Le dinamiche di esclusione sulla base della disabilità si sovrappongono anche ad altre dinamiche di esclusione, come quelle basate su sesso/genere, orientamento sessuale, razza, etnia o stato socioeconomico. Mentre ogni tipo di esclusione ha elementi in comune, hanno anche le loro dimensioni uniche, riconoscono gli autori.
Wander indica i punti in comune tra le esperienze di esclusione per considerare come potrebbero essere mitigate al meglio. Lavorare da casa, ad esempio, non solo avvantaggia alcune persone con disabilità, ma anche persone appartenenti a minoranze razziali o etniche, alcune delle quali hanno scoperto che il lavoro a distanza ha alleviato gran parte dei pregiudizi che hanno sperimentato sul posto di lavoro. Detto questo, non tutti trovano accessibile il lavoro remoto, poiché dipende, tra gli altri fattori, da un accesso a Internet decente. In breve, non esiste una soluzione unica e semplice che aumenti l’inclusione di un gruppo qualsiasi.
Invece, gli autori sostengono un approccio basato su tre pilastri: flessibilità, adattamento e modifica (FAM).
Fornire maggiore flessibilità sul posto di lavoro amplierà i contributi delle persone con disabilità e di altri che devono affrontare vari vincoli, come la necessità di fornire assistenza ai membri della famiglia. Quando un’ampia flessibilità non è possibile o sufficiente, dovrebbero essere disponibili sistemazioni per aiutare le persone a svolgere le funzioni principali del loro ruolo. La modifica delle mansioni lavorative può anche aiutare STEMM a conservare le intuizioni e gli sforzi delle persone le cui disabilità a volte o persistentemente impediscono la loro capacità di lavorare in posizioni che non sono progettate per loro.

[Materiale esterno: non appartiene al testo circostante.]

//! Error types for the editor core.

use bridge_editor_protocol::{PathError, Platform};
use bridge_editor_schema::SchemaError;
use thiserror::Error;

/// Structural conflicts while walking the configuration tree.
#[derive(Debug, Error, PartialEq, Eq)]
pub enum TreeError {
    /// The path has no segments.
    #[error("path is empty")]
    EmptyPath,
    /// An existing value cannot hold the next path segment.
    #[error("cannot descend into {path}: expected {expected}, found {found}")]
    TypeMismatch {
        path: String,
        expected: &'static str,
        found: &'static str,
    },
    /// A sequence index lies beyond the slot right after the last element.
    #[error("index {index} is out of range for {path} (length {len})")]
    IndexOutOfRange {
        path: String,
        index: usize,
        len: usize,
    },
}

/// Rejected JSON imports; the live document is left unchanged.
#[derive(Debug, Error)]
pub enum ImportError {
    /// Nothing was pasted.
    #[error("import is empty")]
    Empty,
    /// The text is not valid JSON.
    #[error("invalid JSON: {0}")]
    Malformed(#[from] serde_json::Error),
    /// The top-level value is not an object.
    #[error("imported JSON must be an object, found {0}")]
    NotAnObject(&'static str),
}

/// Errors returned by editor session operations.
#[derive(Debug, Error)]
pub enum EditorError {
    /// Schema traversal failed.
    #[error(transparent)]
    Schema(#[from] SchemaError),
    /// A path or identifier could not be parsed.
    #[error(transparent)]
    Path(#[from] PathError),
    /// Tree mutation hit an incompatible value.
    #[error(transparent)]
    Tree(#[from] TreeError),
    /// Pasted JSON was rejected.
    #[error(transparent)]
    Import(#[from] ImportError),
    /// The schema does not declare a section the operation needs.
    #[error("schema does not describe `{0}`")]
    MissingSchemaSection(String),
    /// The platform is not declared where it is being added.
    #[error("platform {platform} is not available under `{section}`")]
    PlatformNotInSchema { platform: Platform, section: String },
    /// Serializing the export failed.
    #[error("failed to serialize config: {0}")]
    Serialize(#[source] serde_json::Error),
    /// Writing the export failed.
    #[error("io error: {0}")]
    Io(#[from] std::io::Error),
}

/// Short name of a JSON value's kind for messages.
pub(crate) fn kind_name(value: &serde_json::Value) -> &'static str {
    match value {
        serde_json::Value::Null => "null",
        serde_json::Value::Bool(_) => "boolean",
        serde_json::Value::Number(_) => "number",
        serde_json::Value::String(_) => "string",
        serde_json::Value::Array(_) => "array",
        serde_json::Value::Object(_) => "object",
    }
}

L’adozione di strategie FAM, tuttavia, comporta il cambiamento di pratiche consolidate e potrebbe comportare alcuni costi finanziari per le istituzioni. Tuttavia, i benefici per la scienza, gli studenti e i pazienti saranno probabilmente sostanziali, affermano gli autori.
In definitiva, l’approccio FAM può portare benefici a tutti. Mentre qualcuno potrebbe non essere considerato disabile oggi, infortuni, malattie e invecchiamento potrebbero cambiare le loro circostanze in futuro. Il fenomeno del lungo COVID, sottolineano gli autori, ci ricorda che nessuno è a più di una malattia di distanza dalla disabilità duratura.
“L’inclusione è una responsabilità proattiva. Se vogliamo dire che tutti meritano un posto a tavola, allora dobbiamo assicurarci che i posti siano pronti per tutti”, ha detto Mattison.
I coautori oltre a Mattison e Wander includono Logan Gin dello Sheridan Center for Teaching and Learning della Brown University, Allistair Abraham del Dipartimento di Pediatria della George Washington University, Megan Moodie del Dipartimento di Antropologia dell’Università della California – Santa Cruz e Feranmi Okanlami del programma di medicina di famiglia, medicina fisica e riabilitazione dell’Università del Michigan.
Il documento, “Voci della comunità: ampliare la partecipazione alla scienza, alla tecnologia, all’ingegneria, alla matematica e alla medicina tra le persone con disabilità”, è stato pubblicato su Nature Communications.